Check each line of the material below, and copy it if it holds the string "impl".

______

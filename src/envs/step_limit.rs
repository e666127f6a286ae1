use super::{EnvError, Environment, Step};
use crate::Prng;

/// Environment wrapper that cuts off episodes after a set number of steps.
///
/// Cut-off episodes are marked as truncated, not terminated.
#[derive(Debug, Clone, PartialEq)]
pub struct StepLimit<E> {
    inner: E,
    /// Maximum number of steps per episode
    max_steps_per_episode: u64,
    current_steps: u64,
}

impl<E> StepLimit<E> {
    pub const DEFAULT_MAX_STEPS: u64 = 1000;

    pub const fn new(inner: E, max_steps_per_episode: u64) -> Self {
        Self {
            inner,
            max_steps_per_episode,
            current_steps: 0,
        }
    }

    pub const fn inner(&self) -> &E {
        &self.inner
    }

    pub const fn current_steps(&self) -> u64 {
        self.current_steps
    }
}

impl<E: Environment> Environment for StepLimit<E> {
    fn observation_dim(&self) -> usize {
        self.inner.observation_dim()
    }

    fn action_dim(&self) -> usize {
        self.inner.action_dim()
    }

    fn reset(&mut self, rng: &mut Prng) -> Vec<f32> {
        self.current_steps = 0;
        self.inner.reset(rng)
    }

    fn step(&mut self, action: &[f32], rng: &mut Prng) -> Result<Step, EnvError> {
        let mut step = self.inner.step(action, rng)?;
        self.current_steps += 1;
        // A terminal step is never also reported as truncated
        if self.current_steps >= self.max_steps_per_episode && !step.terminated {
            step.truncated = true;
        }
        Ok(step)
    }
}
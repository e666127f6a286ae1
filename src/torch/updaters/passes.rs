//! Gradient pass loop with KL early stopping
use std::fmt;

/// State of the gradient pass loop.
#[derive(Debug, Clone, Copy, PartialEq, Eq, Hash)]
pub enum UpdatePhase {
    /// More passes remain.
    Running,
    /// Every pass ran without exceeding the KL target.
    Converged,
    /// The KL divergence from the pre-update policy exceeded the target.
    KlExceeded,
}

impl fmt::Display for UpdatePhase {
    fn fmt(&self, f: &mut fmt::Formatter) -> fmt::Result {
        match self {
            Self::Running => write!(f, "running"),
            Self::Converged => write!(f, "converged"),
            Self::KlExceeded => write!(f, "KL exceeded"),
        }
    }
}

/// Loop phase after `passes` completed passes, the last of which ended with divergence `kl`.
pub fn next_phase(passes: usize, max_passes: usize, kl: f64, target_kl: f64) -> UpdatePhase {
    if kl > target_kl {
        UpdatePhase::KlExceeded
    } else if passes >= max_passes {
        UpdatePhase::Converged
    } else {
        UpdatePhase::Running
    }
}

/// Result of [`run_passes`].
#[derive(Debug, Clone, Copy, PartialEq)]
pub struct PassOutcome {
    /// Terminal phase; never [`UpdatePhase::Running`].
    pub phase: UpdatePhase,
    /// Number of completed passes.
    pub passes: usize,
    /// KL divergence measured after the last pass. Zero if no pass ran.
    pub final_kl: f64,
}

/// Run up to `max_passes` passes, stopping early once a pass reports a KL divergence above
/// `target_kl`.
///
/// `pass` is called with the zero-based pass index and returns the KL divergence measured
/// after that pass.
pub fn run_passes<F, E>(max_passes: usize, target_kl: f64, mut pass: F) -> Result<PassOutcome, E>
where
    F: FnMut(usize) -> Result<f64, E>,
{
    let mut outcome = PassOutcome {
        phase: if max_passes == 0 {
            UpdatePhase::Converged
        } else {
            UpdatePhase::Running
        },
        passes: 0,
        final_kl: 0.0,
    };
    while outcome.phase == UpdatePhase::Running {
        let kl = pass(outcome.passes)?;
        outcome.passes += 1;
        outcome.final_kl = kl;
        outcome.phase = next_phase(outcome.passes, max_passes, kl, target_kl);
    }
    Ok(outcome)
}

#[cfg(test)]
mod tests {
    use super::*;
    use rstest::rstest;
    use std::convert::Infallible;

    #[rstest]
    #[case(1, 40, 0.01, UpdatePhase::Running)]
    #[case(1, 40, 0.03, UpdatePhase::KlExceeded)]
    #[case(40, 40, 0.01, UpdatePhase::Converged)]
    #[case(40, 40, 0.03, UpdatePhase::KlExceeded)]
    #[case(3, 40, 0.02, UpdatePhase::Running)]
    fn phase_transitions(
        #[case] passes: usize,
        #[case] max_passes: usize,
        #[case] kl: f64,
        #[case] expected: UpdatePhase,
    ) {
        assert_eq!(next_phase(passes, max_passes, kl, 0.02), expected);
    }

    #[rstest]
    #[case(1)]
    #[case(4)]
    #[case(10)]
    fn stops_at_pass_exceeding_kl(#[case] k: usize) {
        let mut calls = 0;
        let outcome = run_passes(10, 0.02, |i| {
            calls += 1;
            Ok::<_, Infallible>(if i + 1 == k { 0.05 } else { 0.001 })
        })
        .unwrap();
        assert_eq!(outcome.phase, UpdatePhase::KlExceeded);
        assert_eq!(outcome.passes, k);
        assert_eq!(calls, k);
        assert_eq!(outcome.final_kl, 0.05);
    }

    #[test]
    fn runs_all_passes_below_target() {
        let outcome = run_passes(5, 0.02, |i| Ok::<_, Infallible>(i as f64 * 0.001)).unwrap();
        assert_eq!(outcome.phase, UpdatePhase::Converged);
        assert_eq!(outcome.passes, 5);
        assert!((outcome.final_kl - 0.004).abs() < 1e-12);
    }

    #[test]
    fn zero_passes() {
        let outcome = run_passes(0, 0.02, |_| -> Result<f64, Infallible> {
            panic!("no pass should run")
        })
        .unwrap();
        assert_eq!(outcome.phase, UpdatePhase::Converged);
        assert_eq!(outcome.passes, 0);
    }

    #[test]
    fn propagates_pass_error() {
        let result = run_passes(5, 0.02, |i| if i == 2 { Err("boom") } else { Ok(0.0) });
        assert_eq!(result, Err("boom"));
    }
}
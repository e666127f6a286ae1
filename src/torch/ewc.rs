//! Elastic weight consolidation
use super::params::ParamSet;
use super::policy::ActorVCritic;
use super::utils::{f_all_finite, f_zero_grads};
use super::updaters::UpdateError;
use crate::buffers::EpochBatch;
use crate::config::{validate_tasks, ConfigError};
use tch::{Kind, Tensor};

/// How a task's Fisher record is refreshed when the task comes around again.
#[derive(Debug, Default, Clone, Copy, PartialEq, Eq, Hash)]
pub enum FisherRefresh {
    /// Replace the previous record and anchor with a fresh estimate from the latest batch.
    #[default]
    OverwriteOnRevisit,
}

/// Counts environment steps since the last consolidation.
#[derive(Debug, Clone, Copy, PartialEq, Eq)]
pub struct SwitchClock {
    steps_per_task: u64,
    counter: u64,
}

impl SwitchClock {
    pub const fn new(steps_per_task: u64) -> Self {
        Self {
            steps_per_task,
            counter: 0,
        }
    }

    /// Add steps to the counter. Returns whether a task switch is due.
    pub fn advance(&mut self, steps: u64) -> bool {
        self.counter += steps;
        self.counter >= self.steps_per_task
    }

    pub fn reset(&mut self) {
        self.counter = 0;
    }

    pub const fn counter(&self) -> u64 {
        self.counter
    }
}

/// Diagonal Fisher estimate together with the parameters it was estimated at.
#[derive(Debug)]
struct TaskRecord {
    fisher: ParamSet,
    anchor: ParamSet,
}

/// Elastic weight consolidation regularizer over a fixed circular list of task ids.
///
/// At every task switch the diagonal Fisher information of the actor is estimated from the most
/// recent epoch batch and stored, together with a copy of the actor parameters, in the slot of
/// the active task id. The penalty pulls the parameters towards each recorded anchor weighted by
/// the recorded importance.
#[derive(Debug)]
pub struct EwcRegularizer {
    lambda: f64,
    tasks: Vec<usize>,
    /// Indexed by task id.
    records: Vec<Option<TaskRecord>>,
    current_task_index: usize,
    clock: SwitchClock,
    refresh: FisherRefresh,
}

impl EwcRegularizer {
    /// Create a new regularizer.
    ///
    /// `tasks` must be non-empty and every id must be less than `tasks.len()`.
    pub fn new(
        lambda: f64,
        tasks: Vec<usize>,
        steps_per_task: u64,
    ) -> Result<Self, ConfigError> {
        validate_tasks(&tasks)?;
        let num_slots = tasks.len();
        Ok(Self {
            lambda,
            tasks,
            records: (0..num_slots).map(|_| None).collect(),
            current_task_index: 0,
            clock: SwitchClock::new(steps_per_task),
            refresh: FisherRefresh::default(),
        })
    }

    pub const fn lambda(&self) -> f64 {
        self.lambda
    }

    pub const fn refresh_policy(&self) -> FisherRefresh {
        self.refresh
    }

    /// Position of the active task in the task list.
    pub const fn current_task_index(&self) -> usize {
        self.current_task_index
    }

    /// Id of the active task.
    pub fn current_task(&self) -> usize {
        self.tasks[self.current_task_index]
    }

    pub const fn switch_counter(&self) -> u64 {
        self.clock.counter()
    }

    /// Number of task ids with a live record.
    pub fn num_records(&self) -> usize {
        self.records.iter().filter(|r| r.is_some()).count()
    }

    pub fn has_record(&self, task: usize) -> bool {
        matches!(self.records.get(task), Some(Some(_)))
    }

    /// Unscaled penalty `sum_tasks sum_params F * (theta - theta*)^2`.
    ///
    /// Differentiable with respect to `params`, which must be aligned with the actor parameters
    /// the records were taken from. Exactly zero when no record exists.
    pub fn penalty(&self, params: &ParamSet) -> Tensor {
        let device = params
            .tensors()
            .next()
            .map_or(tch::Device::Cpu, Tensor::device);
        let mut total = Tensor::zeros(&[], (Kind::Float, device));
        for record in self.records.iter().flatten() {
            debug_assert!(record.fisher.is_aligned_with(params));
            for ((param, fisher), anchor) in params
                .tensors()
                .zip(record.fisher.tensors())
                .zip(record.anchor.tensors())
            {
                total = total + (fisher * (param - anchor).square()).sum(Kind::Float);
            }
        }
        total
    }

    /// Account for an epoch of environment steps. Returns whether a task switch is due.
    pub fn end_epoch(&mut self, steps: u64) -> bool {
        self.clock.advance(steps)
    }

    /// Record the Fisher information and anchor of the active task from `batch`,
    /// then advance to the next task and reset the switch clock.
    pub fn consolidate(
        &mut self,
        policy: &ActorVCritic,
        batch: &EpochBatch,
    ) -> Result<(), UpdateError> {
        let params = policy.actor_params();
        let fisher = estimate_fisher(policy, &params, batch)?;
        let anchor = params.snapshot();

        let task = self.current_task();
        match self.refresh {
            FisherRefresh::OverwriteOnRevisit => {
                self.records[task] = Some(TaskRecord { fisher, anchor });
            }
        }
        log::info!(
            "consolidated task {} from {} samples; next task {}",
            task,
            batch.len(),
            self.tasks[(self.current_task_index + 1) % self.tasks.len()]
        );
        self.current_task_index = (self.current_task_index + 1) % self.tasks.len();
        self.clock.reset();
        Ok(())
    }
}

/// Empirical diagonal Fisher information of the actor.
///
/// The mean over the batch of the squared gradient of each action log probability.
/// Gradients of `params` are left zeroed.
pub fn estimate_fisher(
    policy: &ActorVCritic,
    params: &ParamSet,
    batch: &EpochBatch,
) -> Result<ParamSet, UpdateError> {
    let num_samples = batch.len();
    if num_samples == 0 {
        return Err(UpdateError::EmptyBatch);
    }
    let fisher = params.zeros_like();
    for i in 0..num_samples as i64 {
        f_zero_grads(params.tensors())?;
        let observation = batch.observations.f_get(i)?;
        let action = batch.actions.f_get(i)?;
        let log_prob = policy.actor(&observation).log_prob(&action);
        log_prob.backward();

        let _no_grad = tch::no_grad_guard();
        for (accumulator, param) in fisher.tensors().zip(params.tensors()) {
            let grad = param.f_grad()?;
            if grad.defined() {
                let _ = accumulator.shallow_clone().f_add_(&grad.f_square()?)?;
            }
        }
    }
    f_zero_grads(params.tensors())?;

    let _no_grad = tch::no_grad_guard();
    for t in fisher.tensors() {
        let _ = t.shallow_clone().f_div_scalar_(num_samples as f64)?;
        if !f_all_finite(t)? {
            return Err(UpdateError::NonFinite("fisher information"));
        }
    }
    Ok(fisher)
}
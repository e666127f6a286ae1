//! Logging statistics from training runs
mod checkpoint;
mod csv;
mod display;
mod epoch;
mod tensorboard;

pub use checkpoint::{CheckpointError, Checkpointer};
pub use self::csv::CsvBackend;
pub use display::DisplayBackend;
pub use epoch::EpochLogger;
pub use tensorboard::TensorBoardBackend;

use std::io;
use std::time::Duration;
use thiserror::Error;

/// Store metric values for aggregation.
pub trait StatsLogger {
    /// Record a value under `key`.
    fn store(&mut self, key: &str, value: f64);
}

/// Logger that does nothing
impl StatsLogger for () {
    fn store(&mut self, _: &str, _: f64) {}
}

impl<T: StatsLogger + ?Sized> StatsLogger for &'_ mut T {
    fn store(&mut self, key: &str, value: f64) {
        T::store(*self, key, value)
    }
}

/// Write out rows of summarized values to a backend.
pub trait SummaryWriter {
    /// Write one row.
    ///
    /// # Args
    /// * `step` - Index of the row. Strictly increasing between calls.
    /// * `row` - Key-value pairs in a fixed order. Every row has the same keys as the first.
    /// * `elapsed` - Time since the logger was created.
    fn write_row(
        &mut self,
        step: u64,
        row: &[(String, f64)],
        elapsed: Duration,
    ) -> Result<(), LogError>;
}

/// Error logging a value.
#[derive(Error, Debug)]
pub enum LogError {
    #[error("key {0:?} was not in the first row")]
    NewKey(String),
    #[error("key {0:?} was already logged in this row")]
    DuplicateKey(String),
    #[error("no values stored for key {0:?}")]
    NoValues(String),
    #[error("io error writing logs")]
    Io(#[from] io::Error),
    #[error("error writing csv")]
    Csv(#[from] ::csv::Error),
}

______

◆ RESPONSE ◆
impl<E> StepLimit<E> {
impl<E: Environment> Environment for StepLimit<E> {
impl fmt::Display for UpdatePhase {
impl SwitchClock {
impl EwcRegularizer {
impl StatsLogger for () {
impl<T: StatsLogger + ?Sized> StatsLogger for &'_ mut T {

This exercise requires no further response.